__DIRECTIONS__
What lines below include the word "EngineConfig"? Copy each one.

[Records contained in a dataset]
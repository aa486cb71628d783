//! Error types shared by the gear-train crates.
//!
//! Geometric problems (overlap, module mismatch, jamming) are not errors in
//! this sense; they live on each gear as an `ErrorState`.

use thiserror::Error;

use crate::gear::GearId;

/// Result type for gear-train operations.
pub type Result<T> = std::result::Result<T, Error>;

#[derive(Debug, Clone, PartialEq, Eq, Error)]
pub enum Error {
    /// The id does not name a gear in the registry (stale reference).
    #[error("{0} is not in the registry")]
    GearNotFound(GearId),

    /// Playback was requested but no gear is the driver.
    #[error("no driver gear is designated")]
    NoDriver,

    /// Playback refused because a gear is jamming.
    #[error("{gear} is jamming against {with}")]
    Jammed { gear: GearId, with: GearId },
}
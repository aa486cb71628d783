//! Shared types for the gear-train engine
//!
//! - `GearSpec` and its derived dimensions
//! - `Gear`, `GearId` and the per-gear `ErrorState`
//! - `EngineConfig` meshing thresholds
//! - Error type and observer traits

pub mod config;
pub mod error;
pub mod gear;
pub mod spec;
pub mod traits;

pub use config::EngineConfig;
pub use error::{Error, Result};
pub use gear::{ErrorState, Gear, GearId, RotationDirection};
pub use spec::{GearDimensions, GearSpec};
pub use traits::{FrameContext, GearEvent, GearObserver};
//! Gear-train lifecycle control
//!
//! This crate provides:
//! - `GearTrainController`, the single owner of a gear scene
//! - `ControllerConfig` and its builder

pub mod controller;

pub use controller::{ControllerConfig, GearTrainController, PlayState};
use serde::{Deserialize, Serialize};

use crate::gear::{ErrorState, GearId, RotationDirection};

/// Timing for one rendered frame
#[derive(Debug, Clone, Copy, Default)]
pub struct FrameContext {
    /// Wall-clock seconds since the previous frame
    pub dt: f64,
}

/// Change notifications for presentation layers
#[derive(Debug, Clone, PartialEq, Serialize, Deserialize)]
#[serde(tag = "event", rename_all = "snake_case")]
pub enum GearEvent {
    GearAdded { gear: GearId },
    GearRemoved { gear: GearId },
    /// Some edge was added or removed
    ConnectivityChanged,
    ErrorStateChanged { gear: GearId, state: ErrorState },
    SpeedChanged { gear: GearId, rpm: f64, direction: RotationDirection },
    DriverChanged { gear: Option<GearId> },
    PlaybackChanged { playing: bool },
    /// A dragged gear was pulled into mesh
    Snapped { gear: GearId, with: GearId },
}

/// Receives `GearEvent`s as they happen
pub trait GearObserver {
    fn on_event(&mut self, event: &GearEvent);
}

impl<F> GearObserver for F
where
    F: FnMut(&GearEvent),
{
    fn on_event(&mut self, event: &GearEvent) {
        self(event)
    }
}
//! Gear Specification
//!
//! Parametric description of a spur gear and the dimensions derived from it.
//! Requested values outside the supported ranges are clamped to the nearest
//! bound rather than rejected, so every `GearSpec` handed out by `clamped()`
//! describes a buildable gear.

use log::debug;
use serde::{Deserialize, Serialize};
use std::f64::consts::PI;

/// Allowed tooth count range (inclusive)
pub const TEETH_RANGE: (u32, u32) = (8, 100);
/// Allowed module range, linear units per tooth pitch
pub const MODULE_RANGE: (f64, f64) = (0.5, 10.0);
/// Allowed pressure angle range in degrees
pub const PRESSURE_ANGLE_RANGE: (f64, f64) = (14.5, 25.0);
/// Allowed face width range
pub const THICKNESS_RANGE: (f64, f64) = (1.0, 20.0);
/// Allowed bore diameter range, before the root-circle limit is applied
pub const BORE_DIAMETER_RANGE: (f64, f64) = (1.0, 20.0);

/// Addendum as a multiple of module
pub const ADDENDUM_COEFF: f64 = 1.0;
/// Dedendum as a multiple of module
pub const DEDENDUM_COEFF: f64 = 1.25;
/// Largest bore radius as a fraction of the root radius
pub const BORE_ROOT_FRACTION: f64 = 0.5;

/// Parametric spur gear description
#[derive(Debug, Clone, Copy, PartialEq, Serialize, Deserialize)]
#[serde(default)]
pub struct GearSpec {
    /// Number of teeth
    pub teeth: u32,
    /// Module (pitch diameter per tooth)
    pub module: f64,
    /// Pressure angle in degrees
    pub pressure_angle_deg: f64,
    /// Face width (extrusion depth)
    pub thickness: f64,
    /// Requested bore diameter; the effective bore is limited by the root circle
    pub bore_diameter: f64,
}

impl Default for GearSpec {
    fn default() -> Self {
        GearSpec {
            teeth: 20,
            module: 2.0,
            pressure_angle_deg: 20.0,
            thickness: 5.0,
            bore_diameter: 5.0,
        }
    }
}

fn clamp_finite(value: f64, range: (f64, f64), fallback: f64) -> f64 {
    if value.is_finite() {
        value.clamp(range.0, range.1)
    } else {
        fallback
    }
}

impl GearSpec {
    /// Create a spec from raw values, clamping each into its valid range
    pub fn new(
        teeth: u32,
        module: f64,
        pressure_angle_deg: f64,
        thickness: f64,
        bore_diameter: f64,
    ) -> Self {
        GearSpec {
            teeth,
            module,
            pressure_angle_deg,
            thickness,
            bore_diameter,
        }
        .clamped()
    }

    /// Set tooth count (builder pattern)
    pub fn with_teeth(mut self, teeth: u32) -> Self {
        self.teeth = teeth.clamp(TEETH_RANGE.0, TEETH_RANGE.1);
        self
    }

    /// Set module
    pub fn with_module(mut self, module: f64) -> Self {
        self.module = clamp_finite(module, MODULE_RANGE, Self::default().module);
        self
    }

    /// Set pressure angle in degrees
    pub fn with_pressure_angle(mut self, degrees: f64) -> Self {
        self.pressure_angle_deg =
            clamp_finite(degrees, PRESSURE_ANGLE_RANGE, Self::default().pressure_angle_deg);
        self
    }

    /// Set face width
    pub fn with_thickness(mut self, thickness: f64) -> Self {
        self.thickness = clamp_finite(thickness, THICKNESS_RANGE, Self::default().thickness);
        self
    }

    /// Set requested bore diameter
    pub fn with_bore_diameter(mut self, diameter: f64) -> Self {
        self.bore_diameter =
            clamp_finite(diameter, BORE_DIAMETER_RANGE, Self::default().bore_diameter);
        self
    }

    /// Return the closest achievable spec: every field clamped into range and
    /// non-finite values replaced by the default for that field.
    pub fn clamped(self) -> Self {
        let clamped = GearSpec::default()
            .with_teeth(self.teeth)
            .with_module(self.module)
            .with_pressure_angle(self.pressure_angle_deg)
            .with_thickness(self.thickness)
            .with_bore_diameter(self.bore_diameter);

        if clamped != self {
            debug!("clamped gear spec {:?} -> {:?}", self, clamped);
        }
        clamped
    }

    /// True when no field would change under `clamped()`
    pub fn is_within_limits(&self) -> bool {
        self.clamped() == *self
    }

    /// Two specs can mesh when their modules agree within `tolerance`
    pub fn is_compatible_with(&self, other: &GearSpec, tolerance: f64) -> bool {
        (self.module - other.module).abs() < tolerance
    }

    // === Derived dimensions ===

    pub fn pitch_diameter(&self) -> f64 {
        self.teeth as f64 * self.module
    }

    pub fn pitch_radius(&self) -> f64 {
        self.pitch_diameter() / 2.0
    }

    /// Pressure angle in radians
    pub fn pressure_angle(&self) -> f64 {
        self.pressure_angle_deg.to_radians()
    }

    pub fn base_radius(&self) -> f64 {
        self.pitch_radius() * self.pressure_angle().cos()
    }

    pub fn addendum(&self) -> f64 {
        ADDENDUM_COEFF * self.module
    }

    pub fn dedendum(&self) -> f64 {
        DEDENDUM_COEFF * self.module
    }

    pub fn outer_radius(&self) -> f64 {
        self.pitch_radius() + self.addendum()
    }

    pub fn root_radius(&self) -> f64 {
        self.pitch_radius() - self.dedendum()
    }

    /// Effective bore radius, always strictly inside the root circle
    pub fn bore_radius(&self) -> f64 {
        (self.bore_diameter / 2.0).min(self.root_radius() * BORE_ROOT_FRACTION)
    }

    /// Arc length between adjacent teeth along the pitch circle
    pub fn circular_pitch(&self) -> f64 {
        PI * self.module
    }

    /// Angle between adjacent teeth in radians
    pub fn angular_pitch(&self) -> f64 {
        2.0 * PI / self.teeth as f64
    }

    /// Snapshot of every derived dimension, for presentation layers
    pub fn dimensions(&self) -> GearDimensions {
        GearDimensions {
            pitch_diameter: self.pitch_diameter(),
            pitch_radius: self.pitch_radius(),
            base_radius: self.base_radius(),
            addendum: self.addendum(),
            dedendum: self.dedendum(),
            outer_radius: self.outer_radius(),
            root_radius: self.root_radius(),
            bore_radius: self.bore_radius(),
            circular_pitch: self.circular_pitch(),
        }
    }
}

/// Read-only derived dimensions of a `GearSpec`
#[derive(Debug, Clone, Copy, PartialEq, Serialize, Deserialize)]
pub struct GearDimensions {
    pub pitch_diameter: f64,
    pub pitch_radius: f64,
    pub base_radius: f64,
    pub addendum: f64,
    pub dedendum: f64,
    pub outer_radius: f64,
    pub root_radius: f64,
    pub bore_radius: f64,
    pub circular_pitch: f64,
}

__EXERCISE ANSWER__
//! - `EngineConfig` meshing thresholds
pub use config::EngineConfig;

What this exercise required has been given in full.